Pet Therapy tra cuccioli ci si capisce meglio

E’ da qualche anno ormai, che si parla spesso dei successi riscontrati dalla Pet-Therapy in diversi ambiti. Ma la relazione tra uomo e animale è così ricca e complessa che anche le persone sane ne possono trarre vantaggi enormi, soprattutto i più piccoli.

Una delle principali caratteristiche del bambino è proprio quella di voler esplorare il mondo circostante, al fine di sviluppare la propria conoscenza. Per poterlo fare il piccolo ha bisogno di essere rassicurato e sostenuto dall’adulto, ma anche di avere molteplici stimoli esterni. Ecco che allora un cucciolo potrà offrire al bambino tutto questo.

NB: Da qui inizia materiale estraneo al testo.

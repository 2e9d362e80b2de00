use std::{
    collections::HashMap,
    io,
    path::{Path, PathBuf},
    sync::Arc,
};

use serde::Serialize;
use tokio::sync::{Mutex as AsyncMutex, OwnedMutexGuard};
use tracing::{debug, info, warn};

use crate::{
    cache::{
        CacheInner,
        entry::{Entry, EntryInner, EntryState, lock},
        key::CacheKey,
    },
    error::{StreamError, StreamResult},
};

/// Result of one eviction pass.
#[derive(Debug, Clone, Default, Serialize)]
pub struct SweepReport {
    pub evicted: Vec<CacheKey>,
    pub freed: u64,
    pub remaining: u64,
}

pub(crate) fn ready_bytes(entries: &HashMap<CacheKey, Arc<Entry>>) -> u64 {
    entries
        .values()
        .map(|e| {
            let inner = e.lock();
            if inner.state == EntryState::Ready { inner.size } else { 0 }
        })
        .sum()
}

/// A victim taken out of the index whose file is still on disk.
///
/// The gate stays locked until the file is gone; a fresh episode for the same
/// key waits on it before publishing its own complete file.
struct Unlink {
    key: CacheKey,
    path: PathBuf,
    size: u64,
    gate: Arc<AsyncMutex<()>>,
    held: OwnedMutexGuard<()>,
}

impl Unlink {
    async fn run(self, cache: &CacheInner) -> io::Result<()> {
        let result = remove_file(&self.path).await;
        let Self { key, gate, held, .. } = self;
        drop(held);
        let mut unlinking = lock(&cache.unlinking);
        if unlinking.get(&key).is_some_and(|g| Arc::ptr_eq(g, &gate)) {
            unlinking.remove(&key);
        }
        result
    }
}

/// Takes `entry` out of the index. Caller holds the index lock and has
/// checked that the entry has no readers and is not fetching.
fn detach(
    cache: &CacheInner,
    entries: &mut HashMap<CacheKey, Arc<Entry>>,
    entry: &Entry,
    inner: &mut EntryInner,
) -> Option<Unlink> {
    let had_file = inner.state == EntryState::Ready;
    let size = inner.size;
    inner.state = EntryState::Empty;
    inner.size = 0;
    inner.episode = None;
    entries.remove(&entry.key);

    if !had_file {
        return None;
    }
    let gate = Arc::new(AsyncMutex::new(()));
    let held = Arc::clone(&gate).try_lock_owned().ok()?;
    lock(&cache.unlinking).insert(entry.key.clone(), Arc::clone(&gate));
    Some(Unlink {
        key: entry.key.clone(),
        path: cache.final_path(&entry.key),
        size,
        gate,
        held,
    })
}

/// Evicts idle `Ready` entries, least recently used first, until the total
/// size of `Ready` entries fits the budget.
///
/// Victims are chosen and taken out of the index under the index lock, so no
/// reader can acquire one between the check and its removal. Their files are
/// deleted after the lock is released. Entries with readers are never
/// touched, which may leave the cache over budget until they are released.
pub(crate) async fn sweep(cache: &CacheInner) -> SweepReport {
    let budget = cache.settings.max_bytes;
    let mut report = SweepReport::default();

    let victims = {
        let mut entries = lock(&cache.entries);
        let mut total = ready_bytes(&entries);
        if total <= budget {
            report.remaining = total;
            return report;
        }

        let mut candidates: Vec<_> = entries
            .values()
            .filter_map(|e| {
                let inner = e.lock();
                (inner.state == EntryState::Ready && inner.readers == 0)
                    .then(|| (inner.last_access, Arc::clone(e)))
            })
            .map(|(at, e)| (at, e.key.clone(), e))
            .collect();
        candidates.sort_by(|a, b| (a.0, &a.1).cmp(&(b.0, &b.1)));

        let mut victims = Vec::new();
        for (_, _, entry) in candidates {
            if total <= budget {
                break;
            }
            let mut inner = entry.lock();
            if inner.state != EntryState::Ready || inner.readers > 0 {
                continue;
            }
            if let Some(unlink) = detach(cache, &mut entries, &entry, &mut inner) {
                total -= unlink.size;
                victims.push(unlink);
            }
        }
        report.remaining = total;
        victims
    };

    for unlink in victims {
        let (key, freed) = (unlink.key.clone(), unlink.size);
        if let Err(e) = unlink.run(cache).await {
            warn!(key = %key, error = %e, "cache: eviction could not delete file");
        }
        debug!(key = %key, freed, "cache: evicted");
        report.freed += freed;
        report.evicted.push(key);
    }

    if report.remaining > budget {
        warn!(
            remaining = report.remaining,
            budget, "cache: still over budget, remaining entries are in use"
        );
    } else if !report.evicted.is_empty() {
        info!(
            evicted = report.evicted.len(),
            freed = report.freed,
            "cache: sweep finished"
        );
    }
    report
}

pub(crate) async fn remove(cache: &CacheInner, key: &CacheKey) -> StreamResult<bool> {
    let unlink = {
        let mut entries = lock(&cache.entries);
        let Some(entry) = entries.get(key).cloned() else {
            return Ok(false);
        };

        let mut inner = entry.lock();
        if inner.readers > 0 {
            return Err(StreamError::Busy(format!(
                "{} has {} active readers",
                key, inner.readers
            )));
        }
        if inner.state == EntryState::Fetching {
            return Err(StreamError::Busy(format!("{} is being fetched", key)));
        }
        detach(cache, &mut entries, &entry, &mut inner)
    };

    if let Some(unlink) = unlink {
        unlink
            .run(cache)
            .await
            .map_err(|e| StreamError::Io(format!("{}: {}", key, e)))?;
    }
    Ok(true)
}

/// Waits until no eviction is still deleting the complete file of `key`.
pub(crate) async fn wait_unlinked(cache: &CacheInner, key: &CacheKey) {
    let gate = lock(&cache.unlinking).get(key).cloned();
    if let Some(gate) = gate {
        drop(gate.lock().await);
    }
}

async fn remove_file(path: &Path) -> io::Result<()> {
    match async_fs::remove_file(path).await {
        Err(e) if e.kind() == io::ErrorKind::NotFound => Ok(()),
        other => other,
    }
}
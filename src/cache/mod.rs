//! # Cache Manager
//!
//! Content-addressable store of encoded tracks with single-flight fetching,
//! progressive multi-reader access and LRU eviction under a byte budget.
//!
//! ## Layout
//!
//! One file per entry under the cache directory, named from its [`CacheKey`]:
//! `<key>.part` while an episode is writing, renamed to `<key>.mp3` once the
//! encoder finished. The in-memory index is rebuilt from the `.mp3` files at
//! startup; leftover `.part` files are discarded.
//!
//! Eviction takes victims out of the index under the index lock and deletes
//! their files afterwards. A new episode for an evicted key waits for that
//! delete to finish before renaming its own `.part` file into place.
//!
//! ## Concurrency
//!
//! The index map and each entry have their own mutex, always taken in that
//! order and never held across an await. The entry mutex is the per-key
//! critical section: state transitions, the byte-size counter and the reader
//! count only change under it. Readers follow an episode through a `watch`
//! channel that is signalled after every flushed append and on the terminal
//! transition.
//!
//! ## Abandoned fetches
//!
//! A fetch episode runs on its own task and always continues to completion
//! when every reader disconnects, so an abandoned request still populates
//! the cache for the next one.
//!
//! ## Write failures
//!
//! Failing to write the cache file fails the episode with
//! [`StreamError::CacheWrite`], exactly like a source or encoder failure.
//! Connected readers receive that error and the entry becomes `Failed`; there
//! is no fallback that streams encoder output to them without the file. The
//! next request retries with a fresh episode.

mod entry;
mod eviction;
mod index;
mod key;

use std::{
    collections::HashMap,
    path::{Path, PathBuf},
    sync::{
        Arc, Mutex,
        atomic::{AtomicU64, Ordering},
    },
    time::Duration,
};

use chrono::Utc;
use tokio::{
    io::AsyncWriteExt,
    sync::{Mutex as AsyncMutex, watch},
    task::JoinHandle,
};
use tracing::{debug, info, warn};

use crate::{
    config::CacheSettings,
    error::{StreamError, StreamResult},
    pipeline::Pipeline,
    types::TrackQuery,
};

pub use entry::{EntrySnapshot, EntryState};
pub use eviction::SweepReport;
pub use key::CacheKey;

pub(crate) use entry::{EpisodeStatus, Progress};
use entry::{Entry, Episode, lock};

const COMPLETE_EXTENSION: &str = "mp3";
const PARTIAL_EXTENSION: &str = "part";

pub(crate) struct CacheInner {
    settings: CacheSettings,
    pipeline: Arc<Pipeline>,
    entries: Mutex<HashMap<CacheKey, Arc<Entry>>>,
    unlinking: Mutex<HashMap<CacheKey, Arc<AsyncMutex<()>>>>,
    next_episode: AtomicU64,
}

impl CacheInner {
    fn final_path(&self, key: &CacheKey) -> PathBuf {
        self.settings
            .dir
            .join(format!("{}.{}", key, COMPLETE_EXTENSION))
    }

    fn part_path(&self, key: &CacheKey) -> PathBuf {
        self.settings
            .dir
            .join(format!("{}.{}", key, PARTIAL_EXTENSION))
    }
}

/// Cheaply cloneable handle to the shared cache.
#[derive(Clone)]
pub struct CacheManager {
    inner: Arc<CacheInner>,
}

impl CacheManager {
    /// Opens the cache directory, rebuilding the index from the files in it.
    pub async fn open(settings: CacheSettings, pipeline: Arc<Pipeline>) -> StreamResult<Self> {
        async_fs::create_dir_all(&settings.dir)
            .await
            .map_err(|e| StreamError::CacheWrite(format!("{}: {}", settings.dir.display(), e)))?;

        let recovered = index::rebuild(&settings.dir).await?;
        info!(
            dir = %settings.dir.display(),
            entries = recovered.len(),
            "cache: index rebuilt"
        );

        let first_episode = recovered.len() as u64 + 1;
        let manager = Self {
            inner: Arc::new(CacheInner {
                settings,
                pipeline,
                entries: Mutex::new(
                    recovered
                        .into_iter()
                        .map(|e| (e.key.clone(), Arc::new(e)))
                        .collect(),
                ),
                unlinking: Mutex::new(HashMap::new()),
                next_episode: AtomicU64::new(first_episode),
            }),
        };
        Ok(manager)
    }

    pub fn settings(&self) -> &CacheSettings {
        &self.inner.settings
    }

    pub fn pipeline(&self) -> &Pipeline {
        &self.inner.pipeline
    }

    /// Path of the complete file for `key`; a pure function of the key.
    pub fn path_for(&self, key: &CacheKey) -> PathBuf {
        self.inner.final_path(key)
    }

    /// Returns a reader hold on the entry for `query`, starting a fetch
    /// episode when the entry is empty or failed.
    ///
    /// Concurrent callers for the same key share one episode: only the caller
    /// that moves the entry to `Fetching` spawns the resolve-and-transcode work.
    pub fn acquire(&self, query: &TrackQuery) -> StreamResult<CacheHandle> {
        let key = CacheKey::derive(query)?;

        let (entry, episode, start) = {
            let mut entries = lock(&self.inner.entries);
            let entry = entries
                .entry(key.clone())
                .or_insert_with(|| Arc::new(Entry::empty(key.clone())))
                .clone();

            let mut inner = entry.lock();
            inner.readers += 1;
            inner.last_access = Utc::now();

            let live = match inner.state {
                EntryState::Ready | EntryState::Fetching => inner.episode.clone(),
                EntryState::Empty | EntryState::Failed => None,
            };
            let (episode, start) = match live {
                Some(episode) => (episode, false),
                None => {
                    let id = self.inner.next_episode.fetch_add(1, Ordering::SeqCst);
                    let episode = Arc::new(Episode::fetching(
                        id,
                        self.inner.part_path(&key),
                        self.inner.final_path(&key),
                    ));
                    debug!(key = %key, episode = id, previous = %inner.state, "cache: starting fetch episode");
                    inner.state = EntryState::Fetching;
                    inner.size = 0;
                    inner.error = None;
                    inner.created_at = Utc::now();
                    inner.episode = Some(episode.clone());
                    (episode, true)
                }
            };
            drop(inner);
            (entry, episode, start)
        };

        if start {
            let cache = Arc::clone(&self.inner);
            let entry = Arc::clone(&entry);
            let episode = Arc::clone(&episode);
            let query = query.clone();
            tokio::spawn(async move {
                run_episode(cache, entry, episode, query).await;
            });
        }

        Ok(CacheHandle {
            cache: Arc::clone(&self.inner),
            entry,
            episode,
        })
    }

    /// Drops a reader's hold. Equivalent to dropping the handle.
    pub fn release(&self, handle: CacheHandle) {
        drop(handle);
    }

    /// Current state of the entry for `key`, `Empty` when unknown.
    pub fn state(&self, key: &CacheKey) -> EntryState {
        let entries = lock(&self.inner.entries);
        entries
            .get(key)
            .map(|e| e.lock().state)
            .unwrap_or(EntryState::Empty)
    }

    /// Snapshot of every indexed entry, most recently used first.
    pub fn snapshot(&self) -> Vec<EntrySnapshot> {
        let entries: Vec<Arc<Entry>> = lock(&self.inner.entries).values().cloned().collect();
        let mut rows: Vec<EntrySnapshot> = entries.iter().map(|e| e.snapshot()).collect();
        rows.sort_by(|a, b| b.last_access.cmp(&a.last_access));
        rows
    }

    /// Total size of all `Ready` entries.
    pub fn ready_bytes(&self) -> u64 {
        let entries = lock(&self.inner.entries);
        eviction::ready_bytes(&entries)
    }

    /// Evicts least-recently-used idle `Ready` entries until the budget holds.
    pub async fn sweep(&self) -> SweepReport {
        eviction::sweep(&self.inner).await
    }

    /// Deletes one entry. Refused while readers hold it or it is being fetched.
    pub async fn remove(&self, key: &CacheKey) -> StreamResult<bool> {
        eviction::remove(&self.inner, key).await
    }

    /// Runs [`CacheManager::sweep`] now and then every `interval` until the
    /// task is aborted.
    pub fn spawn_sweeper(&self, interval: Duration) -> JoinHandle<()> {
        let cache = self.clone();
        tokio::spawn(async move {
            let mut ticker = tokio::time::interval(interval);
            loop {
                ticker.tick().await;
                let report = cache.sweep().await;
                if !report.evicted.is_empty() {
                    info!(
                        evicted = report.evicted.len(),
                        freed = report.freed,
                        remaining = report.remaining,
                        "cache: periodic sweep"
                    );
                }
            }
        })
    }
}

/// A reader's hold on a cache entry.
///
/// While any handle exists the entry is never evicted. Dropping the handle
/// releases the hold; it never cancels the fetch episode.
pub struct CacheHandle {
    cache: Arc<CacheInner>,
    entry: Arc<Entry>,
    episode: Arc<Episode>,
}

impl CacheHandle {
    pub fn key(&self) -> &CacheKey {
        &self.entry.key
    }

    /// State of the episode this handle follows.
    pub fn state(&self) -> EntryState {
        match self.episode.current().status {
            EpisodeStatus::Fetching => EntryState::Fetching,
            EpisodeStatus::Ready => EntryState::Ready,
            EpisodeStatus::Failed(_) => EntryState::Failed,
        }
    }

    /// Final byte length, known once the entry is `Ready`.
    pub fn len(&self) -> Option<u64> {
        let progress = self.episode.current();
        (progress.status == EpisodeStatus::Ready).then_some(progress.written)
    }

    /// Bytes flushed to disk so far.
    pub fn written(&self) -> u64 {
        self.episode.current().written
    }

    pub fn reader_liveness(&self) -> Duration {
        self.cache.settings.reader_liveness
    }

    pub(crate) fn subscribe(&self) -> watch::Receiver<Progress> {
        self.episode.subscribe()
    }

    pub(crate) fn part_path(&self) -> &Path {
        self.episode.part_path()
    }

    pub(crate) fn final_path(&self) -> &Path {
        self.episode.final_path()
    }
}

impl Drop for CacheHandle {
    fn drop(&mut self) {
        self.entry.release_reader();
    }
}

/// Marks the episode failed if its task ends without a terminal status
/// (panic, runtime shutdown), so blocked readers are released.
struct EpisodeGuard {
    entry: Arc<Entry>,
    episode: Arc<Episode>,
}

impl EpisodeGuard {
    fn finish(&self, status: EpisodeStatus, size: u64) {
        let mut inner = self.entry.lock();
        let current = inner
            .episode
            .as_ref()
            .is_some_and(|e| Arc::ptr_eq(e, &self.episode));
        if !self.episode.publish_terminal(status.clone()) || !current {
            return;
        }

        match status {
            EpisodeStatus::Ready => {
                inner.state = EntryState::Ready;
                inner.size = size;
                inner.error = None;
            }
            EpisodeStatus::Failed(e) => {
                inner.state = EntryState::Failed;
                inner.size = 0;
                inner.error = Some(e);
            }
            EpisodeStatus::Fetching => {}
        }
    }
}

impl Drop for EpisodeGuard {
    fn drop(&mut self) {
        self.finish(
            EpisodeStatus::Failed(StreamError::SourceRead(
                "fetch episode ended unexpectedly".into(),
            )),
            0,
        );
    }
}

async fn run_episode(
    cache: Arc<CacheInner>,
    entry: Arc<Entry>,
    episode: Arc<Episode>,
    query: TrackQuery,
) {
    let guard = EpisodeGuard {
        entry: Arc::clone(&entry),
        episode: Arc::clone(&episode),
    };

    match write_episode(&cache, &entry, &episode, &query).await {
        Ok(size) => {
            info!(key = %entry.key, episode = episode.id, size, "cache: entry ready");
            guard.finish(EpisodeStatus::Ready, size);
            drop(guard);
            eviction::sweep(&cache).await;
        }
        Err(e) => {
            warn!(key = %entry.key, episode = episode.id, error = %e, "cache: fetch failed");
            if let Err(rm) = tokio::fs::remove_file(episode.part_path()).await {
                if rm.kind() != std::io::ErrorKind::NotFound {
                    debug!(error = %rm, "cache: could not remove partial file");
                }
            }
            guard.finish(EpisodeStatus::Failed(e), 0);
        }
    }
}

async fn write_episode(
    cache: &CacheInner,
    entry: &Entry,
    episode: &Episode,
    query: &TrackQuery,
) -> StreamResult<u64> {
    let mut job = cache.pipeline.start(query).await?;

    let write_err = |e: std::io::Error| {
        StreamError::CacheWrite(format!("{}: {}", episode.part_path().display(), e))
    };

    // a retry must never append to bytes of an earlier attempt
    match tokio::fs::remove_file(episode.part_path()).await {
        Err(e) if e.kind() != std::io::ErrorKind::NotFound => return Err(write_err(e)),
        _ => {}
    }
    let mut file = tokio::fs::File::create(episode.part_path())
        .await
        .map_err(write_err)?;

    let mut written = 0u64;
    while let Some(chunk) = job.next_chunk().await? {
        file.write_all(&chunk).await.map_err(write_err)?;
        file.flush().await.map_err(write_err)?;
        written += chunk.len() as u64;

        entry.lock().size = written;
        episode.publish_written(written);
    }

    file.sync_data().await.map_err(write_err)?;
    drop(file);
    eviction::wait_unlinked(cache, &entry.key).await;
    tokio::fs::rename(episode.part_path(), episode.final_path())
        .await
        .map_err(write_err)?;
    Ok(written)
}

Il piccolo, accanto al suo amichetto a quattro zampe, vive infatti un processo di immedesimazione del suo compagno, poichè lo sente simile a lui, con esigenze condivise, come mangiare e giocare. Il bimbo si sente spesso più affine all’animale che all’adulto: del resto neppure Briciola va al lavoro, non rimette mai in ordine e spesso subisce i rimproveri dei grandi.

Un gatto o un cane rappresentano per il piccolo un mondo tutto da scoprire: in primis l’animale ha un aspetto fisico differente, non comunicacome noi, ha esigenze e interessi diferrenti ed esprime la sua affettività diversamente. Tutte ‘stranezze’ che il bambino accetta con naturalezza come diversa abilità e che lo aiuta a costruire un mondo fantastico, grazie allo stupore e alla meraviglia che prova verso il piccolo amico.

Gli animali aiutano, così, ad arricchire l’immaginario dei bambini, di conseguenza chi avrà la fortuna di averne uno in casa, avrà una migliore capacità di esprimersi a livello linguistico e narrativo.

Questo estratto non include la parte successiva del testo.